KALMAH’la ilgili düşüncem, grubun çok iyi bir melodik death/power metal grubu olduğu ancak bunun ötesine geçmek adına bir şey yapma gereği duymadıkları şeklinde. Türdeşlerine, daha doğrusu benzer sound’lu gruplara baktığımızda melodik death metal gruplarının genel olarak statik ilerlediklerini görsek de INSOMNIUM gibi farklı kulvarlara yönelenler olduğunu da biliyoruz. Bunun yanı sıra KALMAH’ın da tıpkı CHILDREN OF BODOM, NORTHER gibi gruplarda gördüğümüz tarzda bir power metal yanı da var ve bunu gayet iyi kullandıklarını düşünüyorum.

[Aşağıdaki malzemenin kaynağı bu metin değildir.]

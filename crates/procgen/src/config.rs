//! Line-oriented buildings configuration.
//!
//! One option per line, `keyword value...`, `#` starts a comment. Global keys
//! set placement parameters; material keys edit the material under
//! construction, which `add_material` commits (weighted by the last
//! `probability`). Errors never stop the load: each bad line is logged and
//! recorded, the affected setting keeps its previous value, and the caller
//! gets the aggregate through [`ConfigLoad::had_error`].

use std::path::Path;
use std::str::FromStr;

use anyhow::Context;
use engine_core::{Aabb, Color};
use thiserror::Error;

use crate::material::MaterialProfile;
use crate::params::{BuildingParams, PlacementParams};

#[derive(Debug, Clone, PartialEq, Error)]
pub enum ConfigError {
    #[error("line {line}: unrecognized buildings keyword `{key}`")]
    UnknownKey { line: usize, key: String },
    #[error("line {line}: error reading buildings config option `{key}`: {reason}")]
    Malformed {
        line: usize,
        key: String,
        reason: String,
    },
    #[error("line {line}: value for `{key}` out of range: {reason}")]
    OutOfRange {
        line: usize,
        key: String,
        reason: String,
    },
    #[error("no building material has a non-zero probability")]
    NoSelectableMaterial,
}

/// Result of parsing a buildings config: usable parameters plus every
/// non-fatal error encountered on the way.
#[derive(Debug, Clone)]
pub struct ConfigLoad {
    pub params: BuildingParams,
    pub errors: Vec<ConfigError>,
}

impl ConfigLoad {
    pub fn had_error(&self) -> bool {
        !self.errors.is_empty()
    }
}

/// Read and parse a buildings config file.
pub fn load_buildings_config(path: &Path) -> anyhow::Result<ConfigLoad> {
    let text = std::fs::read_to_string(path)
        .with_context(|| format!("reading buildings config {}", path.display()))?;
    let load = parse_buildings_config(&text)
        .with_context(|| format!("finalizing buildings config {}", path.display()))?;
    if load.had_error() {
        log::warn!(
            "Buildings config {} loaded with {} error(s)",
            path.display(),
            load.errors.len()
        );
    }
    Ok(load)
}

/// Parse config text. Only an unusable material list is fatal.
pub fn parse_buildings_config(text: &str) -> Result<ConfigLoad, ConfigError> {
    let mut parser = ConfigParser::default();
    for (i, raw) in text.lines().enumerate() {
        let line = raw.split('#').next().unwrap_or("");
        let mut tokens = line.split_whitespace();
        let Some(key) = tokens.next() else {
            continue;
        };
        let args: Vec<&str> = tokens.collect();
        if let Err(err) = parser.apply(i + 1, key, &args) {
            log::warn!("{err}");
            parser.errors.push(err);
        }
    }
    parser.finish()
}

/// Why a single value failed; turned into a [`ConfigError`] with line and key.
enum ValueError {
    Malformed(String),
    OutOfRange(String),
}

type ValueResult<T> = Result<T, ValueError>;

fn one_arg<'a>(args: &[&'a str]) -> ValueResult<&'a str> {
    match args {
        [v] => Ok(v),
        [] => Err(ValueError::Malformed("missing value".to_string())),
        _ => Err(ValueError::Malformed(format!(
            "expected 1 value, found {}",
            args.len()
        ))),
    }
}

fn parse_num<T: FromStr>(s: &str) -> ValueResult<T> {
    s.parse()
        .map_err(|_| ValueError::Malformed(format!("cannot parse `{s}`")))
}

fn parse_floats<const N: usize>(args: &[&str]) -> ValueResult<[f32; N]> {
    if args.len() != N {
        return Err(ValueError::Malformed(format!(
            "expected {N} values, found {}",
            args.len()
        )));
    }
    let mut out = [0.0; N];
    for (o, a) in out.iter_mut().zip(args) {
        *o = parse_num(a)?;
    }
    Ok(out)
}

fn read_float(args: &[&str]) -> ValueResult<f32> {
    parse_num(one_arg(args)?)
}

fn read_uint(args: &[&str]) -> ValueResult<u32> {
    parse_num(one_arg(args)?)
}

fn read_bool(args: &[&str]) -> ValueResult<bool> {
    match one_arg(args)? {
        "1" | "true" => Ok(true),
        "0" | "false" => Ok(false),
        other => Err(ValueError::Malformed(format!("`{other}` is not a bool"))),
    }
}

fn read_zero_one_float(args: &[&str]) -> ValueResult<f32> {
    let v = read_float(args)?;
    if (0.0..=1.0).contains(&v) {
        Ok(v)
    } else {
        Err(ValueError::OutOfRange(format!("{v} is not in [0, 1]")))
    }
}

fn read_num_sides(args: &[&str]) -> ValueResult<u32> {
    let v = read_uint(args)?;
    if v < 3 {
        return Err(ValueError::OutOfRange(format!("{v} < 3")));
    }
    Ok(v)
}

fn read_cube(args: &[&str]) -> ValueResult<Aabb> {
    let [x1, x2, y1, y2, z1, z2] = parse_floats::<6>(args)?;
    Ok(Aabb::from_ranges(x1, x2, y1, y2, z1, z2))
}

/// Per-axis size bounds: every lower bound positive and no larger than its upper bound.
fn read_size_range(args: &[&str]) -> ValueResult<Aabb> {
    let range = read_cube(args)?;
    for (axis, d) in ["x", "y", "z"].into_iter().zip(0..3) {
        let (lo, hi) = range.axis(d);
        if !(lo > 0.0) || hi < lo {
            return Err(ValueError::OutOfRange(format!(
                "{axis} range [{lo}, {hi}] must satisfy 0 < min <= max"
            )));
        }
    }
    Ok(range)
}

fn read_color(args: &[&str]) -> ValueResult<Color> {
    parse_floats::<4>(args).map(Color::from_array)
}

fn read_str(args: &[&str]) -> ValueResult<String> {
    one_arg(args).map(str::to_string)
}

#[derive(Default)]
struct ConfigParser {
    placement: PlacementParams,
    cur_mat: MaterialProfile,
    cur_prob: Option<u32>,
    materials: Vec<MaterialProfile>,
    errors: Vec<ConfigError>,
}

impl ConfigParser {
    fn apply(&mut self, line: usize, key: &str, args: &[&str]) -> Result<(), ConfigError> {
        let wrap = |e: ValueError| match e {
            ValueError::Malformed(reason) => ConfigError::Malformed {
                line,
                key: key.to_string(),
                reason,
            },
            ValueError::OutOfRange(reason) => ConfigError::OutOfRange {
                line,
                key: key.to_string(),
                reason,
            },
        };
        let g = &mut self.placement;
        let m = &mut self.cur_mat;
        match key {
            // global parameters
            "flatten_mesh" => g.flatten_mesh = read_bool(args).map_err(wrap)?,
            "num_place" => g.num_place = read_uint(args).map_err(wrap)?,
            "num_tries" => g.num_tries = read_uint(args).map_err(wrap)?,
            "pos_range" => g.pos_range = read_cube(args).map_err(wrap)?,
            "place_radius" => g.place_radius = read_float(args).map_err(wrap)?,
            "max_delta_z" => g.max_delta_z = read_float(args).map_err(wrap)?,
            "min_level_height" => g.min_level_height = read_float(args).map_err(wrap)?,
            "ao_factor" => g.ao_factor = read_zero_one_float(args).map_err(wrap)?,
            // specified in degrees, stored in radians
            "max_rot_angle" => g.max_rot_angle = read_float(args).map_err(wrap)?.to_radians(),
            // material parameters
            "split_prob" => m.split_prob = read_zero_one_float(args).map_err(wrap)?,
            "cube_prob" => m.cube_prob = read_zero_one_float(args).map_err(wrap)?,
            "round_prob" => m.round_prob = read_zero_one_float(args).map_err(wrap)?,
            "min_levels" => m.min_levels = read_uint(args).map_err(wrap)?,
            "max_levels" => m.max_levels = read_uint(args).map_err(wrap)?,
            "min_sides" => m.min_sides = read_num_sides(args).map_err(wrap)?,
            "max_sides" => m.max_sides = read_num_sides(args).map_err(wrap)?,
            "size_range" => m.size_range = read_size_range(args).map_err(wrap)?,
            "min_altitude" => m.min_alt = read_float(args).map_err(wrap)?,
            "max_altitude" => m.max_alt = read_float(args).map_err(wrap)?,
            // material textures
            "side_tscale" => m.side_tex.tscale = read_float(args).map_err(wrap)?,
            "roof_tscale" => m.roof_tex.tscale = read_float(args).map_err(wrap)?,
            "side_tid" => m.side_tex.tid = Some(read_str(args).map_err(wrap)?),
            "side_nm_tid" => m.side_tex.nm_tid = Some(read_str(args).map_err(wrap)?),
            "roof_tid" => m.roof_tex.tid = Some(read_str(args).map_err(wrap)?),
            "roof_nm_tid" => m.roof_tex.nm_tid = Some(read_str(args).map_err(wrap)?),
            // material colors
            "side_color" => {
                let c = read_color(args).map_err(wrap)?;
                m.side_color.cmin = c;
                m.side_color.cmax = c;
            }
            "side_color_min" => m.side_color.cmin = read_color(args).map_err(wrap)?,
            "side_color_max" => m.side_color.cmax = read_color(args).map_err(wrap)?,
            "side_color_grayscale_rand" => {
                m.side_color.grayscale_rand = read_float(args).map_err(wrap)?
            }
            "roof_color" => {
                let c = read_color(args).map_err(wrap)?;
                m.roof_color.cmin = c;
                m.roof_color.cmax = c;
            }
            "roof_color_min" => m.roof_color.cmin = read_color(args).map_err(wrap)?,
            "roof_color_max" => m.roof_color.cmax = read_color(args).map_err(wrap)?,
            "roof_color_grayscale_rand" => {
                m.roof_color.grayscale_rand = read_float(args).map_err(wrap)?
            }
            // special commands
            "probability" => self.cur_prob = Some(read_uint(args).map_err(wrap)?),
            "add_material" => self.add_cur_mat(),
            _ => {
                return Err(ConfigError::UnknownKey {
                    line,
                    key: key.to_string(),
                })
            }
        }
        Ok(())
    }

    /// Commit a copy of the current material; later lines keep editing it.
    fn add_cur_mat(&mut self) {
        let mut mat = self.cur_mat.clone();
        mat.probability = self.cur_prob.unwrap_or(1);
        self.materials.push(mat);
    }

    fn finish(mut self) -> Result<ConfigLoad, ConfigError> {
        if self.materials.is_empty() {
            // fall back to the current (maybe default) material
            self.add_cur_mat();
        }
        let params = BuildingParams::new(self.placement, self.materials)?;
        log::debug!(
            "Parsed buildings config: {} material(s), {} buildings requested",
            params.materials().len(),
            params.placement.num_place
        );
        Ok(ConfigLoad {
            params,
            errors: self.errors,
        })
    }
}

Grupla olan ilişkimi zedeleyen noktaya gelirsem, KALMAH’ın diskografisinin büyük kısmının “ne olağanüstü ne vasat” denebilecek türde albümlerden oluştuğunu düşünüyorum. Misal bir önceki işleri “Palo” bence iyi bir albümdü, ama sadece iyi bir albümdü. Önceki albüm kritiklerinin altındaki yorumlara baktığınızda da benzer bir manzarayla karşılaşıyoruz. Birileri ilgili albümün geri adım olduğunu söylerken, birileriyse bir önceki albümü aştıklarını ifade ediyor. Birileri ilgili albüme önceki x albümüne benzetirken, bazı dinleyiciler ise y albümüne yakın buluyor. Dolayısıyla KALMAH’ın üzerinde mutabakata varılan tam bir başyapıtının olduğunu düşünmüyor, “Kalmah”ı da bu bakış açısıyla inceleyeceğimi baştan söylüyorum.

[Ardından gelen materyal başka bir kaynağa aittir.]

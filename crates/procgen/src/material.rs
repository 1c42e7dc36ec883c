//! Building material profiles: shape probabilities, size ranges, colors and textures.

use engine_core::{Aabb, Color};
use rand::Rng;

use crate::shape::rand_uniform;

/// A color distribution sampled once per building.
#[derive(Debug, Clone, PartialEq)]
pub struct ColorRange {
    /// Extra random brightness added to RGB, scaled by a uniform `[0, 1)` draw.
    pub grayscale_rand: f32,
    pub cmin: Color,
    pub cmax: Color,
}

impl Default for ColorRange {
    fn default() -> Self {
        Self {
            grayscale_rand: 0.0,
            cmin: Color::WHITE,
            cmax: Color::WHITE,
        }
    }
}

impl ColorRange {
    /// A range that always yields exactly `color`.
    pub fn exact(color: Color) -> Self {
        Self {
            cmin: color,
            cmax: color,
            ..Default::default()
        }
    }

    pub fn gen_color<R: Rng + ?Sized>(&self, rng: &mut R) -> Color {
        let mut color = if self.cmin == self.cmax {
            self.cmin
        } else {
            let (lo, hi) = (self.cmin.to_array(), self.cmax.to_array());
            let mut c = [0.0; 4];
            for i in 0..4 {
                c[i] = rand_uniform(rng, lo[i], hi[i]);
            }
            Color::from_array(c)
        };
        if self.grayscale_rand > 0.0 {
            let v = self.grayscale_rand * rng.gen::<f32>();
            color.r += v;
            color.g += v;
            color.b += v;
        }
        color
    }
}

/// Texture references for one surface (sides or roof).
///
/// Textures themselves live in the host renderer; only their names and the
/// average color (used to tint line-hit effects) are kept here.
#[derive(Debug, Clone, PartialEq)]
pub struct TexturePair {
    pub tid: Option<String>,
    pub nm_tid: Option<String>,
    pub tscale: f32,
    /// Average texel color, filled in by the host. White until resolved.
    pub avg_color: Color,
}

impl Default for TexturePair {
    fn default() -> Self {
        Self {
            tid: None,
            nm_tid: None,
            tscale: 1.0,
            avg_color: Color::WHITE,
        }
    }
}

/// Everything that varies per building material.
#[derive(Debug, Clone, PartialEq)]
pub struct MaterialProfile {
    pub min_levels: u32,
    pub max_levels: u32,
    pub min_sides: u32,
    pub max_sides: u32,
    /// Altitude band relative to sea level.
    pub min_alt: f32,
    pub max_alt: f32,
    pub split_prob: f32,
    pub cube_prob: f32,
    pub round_prob: f32,
    /// Per-axis size range: `min` holds the lower bounds, `max` the upper bounds.
    /// X/Y are full widths, Z is the full height.
    pub size_range: Aabb,
    pub side_color: ColorRange,
    pub roof_color: ColorRange,
    pub side_tex: TexturePair,
    pub roof_tex: TexturePair,
    /// Relative selection weight when choosing a material for a new building.
    pub probability: u32,
}

impl Default for MaterialProfile {
    fn default() -> Self {
        Self {
            min_levels: 1,
            max_levels: 1,
            min_sides: 4,
            max_sides: 4,
            min_alt: -1000.0,
            max_alt: 1000.0,
            split_prob: 0.0,
            cube_prob: 1.0,
            round_prob: 0.0,
            size_range: Aabb::from_ranges(1.0, 1.0, 1.0, 1.0, 1.0, 1.0),
            side_color: ColorRange::default(),
            roof_color: ColorRange::default(),
            side_tex: TexturePair::default(),
            roof_tex: TexturePair::default(),
            probability: 1,
        }
    }
}

impl MaterialProfile {
    /// Is a building whose base sits `z_above_sea` over sea level allowed?
    pub fn altitude_ok(&self, z_above_sea: f32) -> bool {
        z_above_sea >= self.min_alt && z_above_sea <= self.max_alt
    }

    /// Draw one full size per axis from [`size_range`](Self::size_range).
    pub fn sample_size<R: Rng + ?Sized>(&self, rng: &mut R) -> [f32; 3] {
        let (lo, hi) = (self.size_range.min, self.size_range.max);
        [
            rand_uniform(rng, lo.x, hi.x),
            rand_uniform(rng, lo.y, hi.y),
            rand_uniform(rng, lo.z, hi.z),
        ]
    }
}

#[cfg(test)]
mod tests {
    use super::*;
    use rand::prelude::*;

    #[test]
    fn exact_color_range_is_constant() {
        let mut rng = StdRng::seed_from_u64(3);
        let red = Color::new(1.0, 0.0, 0.0, 1.0);
        let range = ColorRange::exact(red);
        for _ in 0..10 {
            assert_eq!(range.gen_color(&mut rng), red);
        }
    }

    #[test]
    fn color_range_stays_within_bounds_plus_grayscale() {
        let mut rng = StdRng::seed_from_u64(9);
        let range = ColorRange {
            grayscale_rand: 0.1,
            cmin: Color::new(0.2, 0.2, 0.2, 1.0),
            cmax: Color::new(0.4, 0.5, 0.6, 1.0),
        };
        for _ in 0..100 {
            let c = range.gen_color(&mut rng);
            assert!(c.r >= 0.2 && c.r <= 0.5 + 1e-6, "r out of range: {}", c.r);
            assert!(c.b >= 0.2 && c.b <= 0.7 + 1e-6, "b out of range: {}", c.b);
            assert_eq!(c.a, 1.0);
        }
    }

    #[test]
    fn altitude_band() {
        let mat = MaterialProfile {
            min_alt: 5.0,
            max_alt: 50.0,
            ..Default::default()
        };
        assert!(mat.altitude_ok(10.0));
        assert!(!mat.altitude_ok(1.0));
        assert!(!mat.altitude_ok(60.0));
    }
}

“Kalmah” içinde pek çok iyi şey barındıran gayet güçlü bir albüm. KALMAH zaten iyi bir grup olduğundan belli bir kalitenin altına inmeyeceğini biliyoruz. Ne var ki grubun melodilerle, klavyelerle, yırtıcı riflerle süslü ve bana kalırsa olduğundan büyük gözüken müziğinin derinlik ve akılda kalıcılık konusunda birtakım sıkıntıları da var. Ne var ki “Kalmah”ta grup geçmişten gelen deneyimlerini iyi kullanmış ve bence gayet iyi bir albüme imza atmış.
Şarkılara baktığımda KALMAH’ı KALMAH yapan her şey yine yerli yerinde. Grubun iyi melodi yazdığı konusunda bir tartışma zaten yok, ancak bazen sadece sert olsun diye yazdıkları ve ezbere yazılmış havası veren besteler de yaptıkları kanısındayım. Albümde bu tarz düşüncelere gark eden yapıtlar epey az olsa da sanırım en azılı KALMAH hayranı bile grubun birbirine benzer şarkılar yazmayı çok da dert edinmediğini kabul edecektir. Bazı şarkıları sanki son birkaç albümdür orası burası rötuşlanmış şekilde dinliyormuşum gibi hissediyorum.
Bunu kıran ve albümün benim için zirve noktalarını oluşturan şarkılara baktığımda da zaten o “melodeath cümbüşü” şarkılardan ziyade farklı fikirler sokmanın daha mümkün olduğu şarkılarda takılı kalıyorum. Misal bence bu albümün en başarılı iki şarkısı damar yapısıyla öne çıkan “No Words Sad Enough” ve “Drifting in a Dream”. Elbette ki önceki albümlerde de bu ayarda şarkılar yazdılar, ancak bu tür şarkılarda KALMAH’ın konfor alanının dışına çıkıp daha minimal fikirlerle daha etkili olmaya çalıştığını ve bunu da başardığını görüyorum. Mesela aynı örneği son TÝR albümü “Hel”de yer alan ve bence grubun yazdığı en başarılı şarkılardan biri olan “Sunset Shore”da da görebiliyoruz.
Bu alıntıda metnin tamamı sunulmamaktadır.